Work to complete:
Return exactly the span of lines in the following data that opens with the line containing "page.click(&first, true)?;" and closes with the line containing "resolver.resolve(surface, &self.catalog.date_trigger)? else". Include nothing else.

********

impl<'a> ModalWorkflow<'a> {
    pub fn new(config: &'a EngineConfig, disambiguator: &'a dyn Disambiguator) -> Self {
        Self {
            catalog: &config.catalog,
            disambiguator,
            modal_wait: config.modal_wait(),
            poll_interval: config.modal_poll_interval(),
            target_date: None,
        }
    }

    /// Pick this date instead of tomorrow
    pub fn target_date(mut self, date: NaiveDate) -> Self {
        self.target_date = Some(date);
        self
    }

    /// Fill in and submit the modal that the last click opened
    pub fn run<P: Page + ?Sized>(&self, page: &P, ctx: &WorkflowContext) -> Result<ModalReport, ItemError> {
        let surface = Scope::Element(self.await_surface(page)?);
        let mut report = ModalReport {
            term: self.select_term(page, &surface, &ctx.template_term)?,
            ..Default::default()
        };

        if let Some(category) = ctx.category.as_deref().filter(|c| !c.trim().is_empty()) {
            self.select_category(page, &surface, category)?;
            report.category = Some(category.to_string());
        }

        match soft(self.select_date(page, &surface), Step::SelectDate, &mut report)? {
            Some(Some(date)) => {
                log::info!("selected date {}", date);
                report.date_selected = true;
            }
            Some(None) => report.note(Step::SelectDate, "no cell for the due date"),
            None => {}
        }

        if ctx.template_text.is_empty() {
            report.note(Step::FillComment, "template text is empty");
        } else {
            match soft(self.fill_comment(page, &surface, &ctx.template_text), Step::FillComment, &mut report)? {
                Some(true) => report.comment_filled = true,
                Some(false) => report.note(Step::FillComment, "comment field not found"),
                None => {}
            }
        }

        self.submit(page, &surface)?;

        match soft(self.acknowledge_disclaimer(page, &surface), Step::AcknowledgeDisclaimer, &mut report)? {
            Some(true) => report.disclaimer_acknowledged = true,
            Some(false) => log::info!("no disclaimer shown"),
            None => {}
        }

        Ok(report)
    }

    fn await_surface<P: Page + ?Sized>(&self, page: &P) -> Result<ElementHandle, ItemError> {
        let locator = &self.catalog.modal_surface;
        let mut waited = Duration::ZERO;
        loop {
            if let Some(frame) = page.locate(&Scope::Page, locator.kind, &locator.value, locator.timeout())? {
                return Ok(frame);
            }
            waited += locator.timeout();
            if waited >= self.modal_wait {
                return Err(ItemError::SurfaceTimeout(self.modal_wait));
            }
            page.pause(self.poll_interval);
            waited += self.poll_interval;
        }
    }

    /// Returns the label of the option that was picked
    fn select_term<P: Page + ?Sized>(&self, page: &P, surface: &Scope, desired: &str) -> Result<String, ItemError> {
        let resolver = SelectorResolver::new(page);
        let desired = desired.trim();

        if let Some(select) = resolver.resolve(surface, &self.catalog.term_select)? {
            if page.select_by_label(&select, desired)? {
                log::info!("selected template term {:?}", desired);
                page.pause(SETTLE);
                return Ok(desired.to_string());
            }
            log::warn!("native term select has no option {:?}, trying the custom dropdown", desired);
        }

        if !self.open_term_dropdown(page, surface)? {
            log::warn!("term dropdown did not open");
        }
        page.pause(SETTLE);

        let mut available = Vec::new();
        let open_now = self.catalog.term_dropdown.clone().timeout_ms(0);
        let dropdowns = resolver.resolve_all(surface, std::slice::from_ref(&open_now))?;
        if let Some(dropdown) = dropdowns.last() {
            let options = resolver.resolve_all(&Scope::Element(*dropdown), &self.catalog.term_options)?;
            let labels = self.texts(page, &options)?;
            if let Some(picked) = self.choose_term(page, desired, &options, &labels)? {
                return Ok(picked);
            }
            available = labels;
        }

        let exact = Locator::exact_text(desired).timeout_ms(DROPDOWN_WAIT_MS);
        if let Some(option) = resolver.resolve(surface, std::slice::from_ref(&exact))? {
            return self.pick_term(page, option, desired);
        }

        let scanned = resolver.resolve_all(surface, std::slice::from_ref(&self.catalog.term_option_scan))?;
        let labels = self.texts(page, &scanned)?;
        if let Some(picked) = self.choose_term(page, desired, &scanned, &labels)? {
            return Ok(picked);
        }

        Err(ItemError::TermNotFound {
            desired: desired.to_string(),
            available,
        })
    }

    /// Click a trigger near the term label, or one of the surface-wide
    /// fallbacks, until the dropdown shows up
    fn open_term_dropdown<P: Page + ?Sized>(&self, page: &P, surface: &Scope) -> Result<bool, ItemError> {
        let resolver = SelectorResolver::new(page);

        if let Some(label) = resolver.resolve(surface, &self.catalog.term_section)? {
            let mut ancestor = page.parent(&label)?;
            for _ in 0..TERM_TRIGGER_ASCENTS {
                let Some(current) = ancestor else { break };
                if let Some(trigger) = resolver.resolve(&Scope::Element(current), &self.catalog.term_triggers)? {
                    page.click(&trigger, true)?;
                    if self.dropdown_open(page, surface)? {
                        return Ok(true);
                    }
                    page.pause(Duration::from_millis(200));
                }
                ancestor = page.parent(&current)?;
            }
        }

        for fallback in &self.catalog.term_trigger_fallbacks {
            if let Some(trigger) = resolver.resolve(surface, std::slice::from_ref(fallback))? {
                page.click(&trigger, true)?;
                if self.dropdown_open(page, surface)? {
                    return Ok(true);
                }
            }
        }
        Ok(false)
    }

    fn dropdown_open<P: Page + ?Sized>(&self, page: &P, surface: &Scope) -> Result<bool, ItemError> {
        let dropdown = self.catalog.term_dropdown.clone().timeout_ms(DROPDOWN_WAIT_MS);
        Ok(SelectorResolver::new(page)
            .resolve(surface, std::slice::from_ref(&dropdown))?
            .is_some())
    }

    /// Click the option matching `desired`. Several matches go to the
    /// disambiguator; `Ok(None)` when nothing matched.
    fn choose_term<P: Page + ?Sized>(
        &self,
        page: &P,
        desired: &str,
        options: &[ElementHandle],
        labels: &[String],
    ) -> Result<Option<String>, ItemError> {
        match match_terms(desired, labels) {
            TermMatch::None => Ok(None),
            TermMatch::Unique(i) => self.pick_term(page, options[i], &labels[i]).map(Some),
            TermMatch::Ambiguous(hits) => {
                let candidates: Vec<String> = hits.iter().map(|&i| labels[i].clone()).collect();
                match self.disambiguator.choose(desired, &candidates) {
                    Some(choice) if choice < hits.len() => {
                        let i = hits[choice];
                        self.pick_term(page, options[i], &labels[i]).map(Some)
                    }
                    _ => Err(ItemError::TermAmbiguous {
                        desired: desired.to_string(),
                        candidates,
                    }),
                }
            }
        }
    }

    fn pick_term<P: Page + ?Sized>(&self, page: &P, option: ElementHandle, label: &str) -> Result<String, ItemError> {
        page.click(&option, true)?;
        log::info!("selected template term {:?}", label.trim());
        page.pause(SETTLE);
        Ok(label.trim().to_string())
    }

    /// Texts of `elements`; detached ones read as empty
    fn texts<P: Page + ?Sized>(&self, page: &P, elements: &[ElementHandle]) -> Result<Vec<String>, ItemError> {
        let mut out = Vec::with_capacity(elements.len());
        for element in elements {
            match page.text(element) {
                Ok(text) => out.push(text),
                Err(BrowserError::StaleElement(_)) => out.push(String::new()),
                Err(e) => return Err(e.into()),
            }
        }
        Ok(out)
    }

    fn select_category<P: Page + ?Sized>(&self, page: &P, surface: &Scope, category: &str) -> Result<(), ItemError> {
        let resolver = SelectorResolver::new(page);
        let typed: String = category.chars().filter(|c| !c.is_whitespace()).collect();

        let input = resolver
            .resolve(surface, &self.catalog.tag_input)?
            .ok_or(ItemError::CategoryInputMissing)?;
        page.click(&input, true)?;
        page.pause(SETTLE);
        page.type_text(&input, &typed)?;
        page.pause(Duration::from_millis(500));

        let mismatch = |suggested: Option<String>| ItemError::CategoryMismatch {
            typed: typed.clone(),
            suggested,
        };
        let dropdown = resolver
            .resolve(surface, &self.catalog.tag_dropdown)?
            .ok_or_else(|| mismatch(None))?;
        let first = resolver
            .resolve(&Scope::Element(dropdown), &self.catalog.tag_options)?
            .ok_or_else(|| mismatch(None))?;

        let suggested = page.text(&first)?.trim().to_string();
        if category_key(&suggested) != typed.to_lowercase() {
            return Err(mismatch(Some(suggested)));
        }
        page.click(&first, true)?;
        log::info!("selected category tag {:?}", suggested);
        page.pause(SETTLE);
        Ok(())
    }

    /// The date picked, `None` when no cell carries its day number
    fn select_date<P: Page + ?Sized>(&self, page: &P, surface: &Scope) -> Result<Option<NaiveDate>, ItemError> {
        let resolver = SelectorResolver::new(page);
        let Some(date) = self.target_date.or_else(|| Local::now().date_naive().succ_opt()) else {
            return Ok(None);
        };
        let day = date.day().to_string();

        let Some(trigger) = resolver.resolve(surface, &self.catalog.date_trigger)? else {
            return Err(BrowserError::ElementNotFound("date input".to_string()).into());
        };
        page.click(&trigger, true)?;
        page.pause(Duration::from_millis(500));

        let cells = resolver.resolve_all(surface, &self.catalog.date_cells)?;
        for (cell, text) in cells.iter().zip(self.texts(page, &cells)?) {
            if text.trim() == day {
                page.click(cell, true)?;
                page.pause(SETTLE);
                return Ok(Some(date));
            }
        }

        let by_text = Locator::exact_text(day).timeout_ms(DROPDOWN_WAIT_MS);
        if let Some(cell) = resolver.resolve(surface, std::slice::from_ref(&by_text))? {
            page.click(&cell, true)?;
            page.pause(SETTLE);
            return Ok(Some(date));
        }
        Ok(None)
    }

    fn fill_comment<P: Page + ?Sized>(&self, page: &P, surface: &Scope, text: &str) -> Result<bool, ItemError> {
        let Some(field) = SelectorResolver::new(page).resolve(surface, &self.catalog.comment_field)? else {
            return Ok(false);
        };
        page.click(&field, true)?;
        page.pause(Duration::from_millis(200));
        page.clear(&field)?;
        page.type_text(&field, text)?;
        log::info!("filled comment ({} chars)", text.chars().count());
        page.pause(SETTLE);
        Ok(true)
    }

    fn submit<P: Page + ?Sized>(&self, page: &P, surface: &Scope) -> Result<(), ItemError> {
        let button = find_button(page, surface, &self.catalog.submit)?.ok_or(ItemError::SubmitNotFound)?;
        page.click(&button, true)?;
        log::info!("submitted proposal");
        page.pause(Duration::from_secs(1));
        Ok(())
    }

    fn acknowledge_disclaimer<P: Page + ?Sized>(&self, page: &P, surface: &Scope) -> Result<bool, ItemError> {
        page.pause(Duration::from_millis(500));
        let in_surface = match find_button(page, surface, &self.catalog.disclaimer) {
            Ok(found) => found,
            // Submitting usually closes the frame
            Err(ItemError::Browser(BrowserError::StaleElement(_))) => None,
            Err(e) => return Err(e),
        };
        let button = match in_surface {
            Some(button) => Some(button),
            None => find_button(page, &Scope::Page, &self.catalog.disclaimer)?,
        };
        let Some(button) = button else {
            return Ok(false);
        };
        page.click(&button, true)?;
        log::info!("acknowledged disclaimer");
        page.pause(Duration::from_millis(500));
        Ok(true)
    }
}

********

Solution for this exercise:
        page.click(&first, true)?;
        log::info!("selected category tag {:?}", suggested);
        page.pause(SETTLE);
        Ok(())
    }

    /// The date picked, `None` when no cell carries its day number
    fn select_date<P: Page + ?Sized>(&self, page: &P, surface: &Scope) -> Result<Option<NaiveDate>, ItemError> {
        let resolver = SelectorResolver::new(page);
        let Some(date) = self.target_date.or_else(|| Local::now().date_naive().succ_opt()) else {
            return Ok(None);
        };
        let day = date.day().to_string();

        let Some(trigger) = resolver.resolve(surface, &self.catalog.date_trigger)? else {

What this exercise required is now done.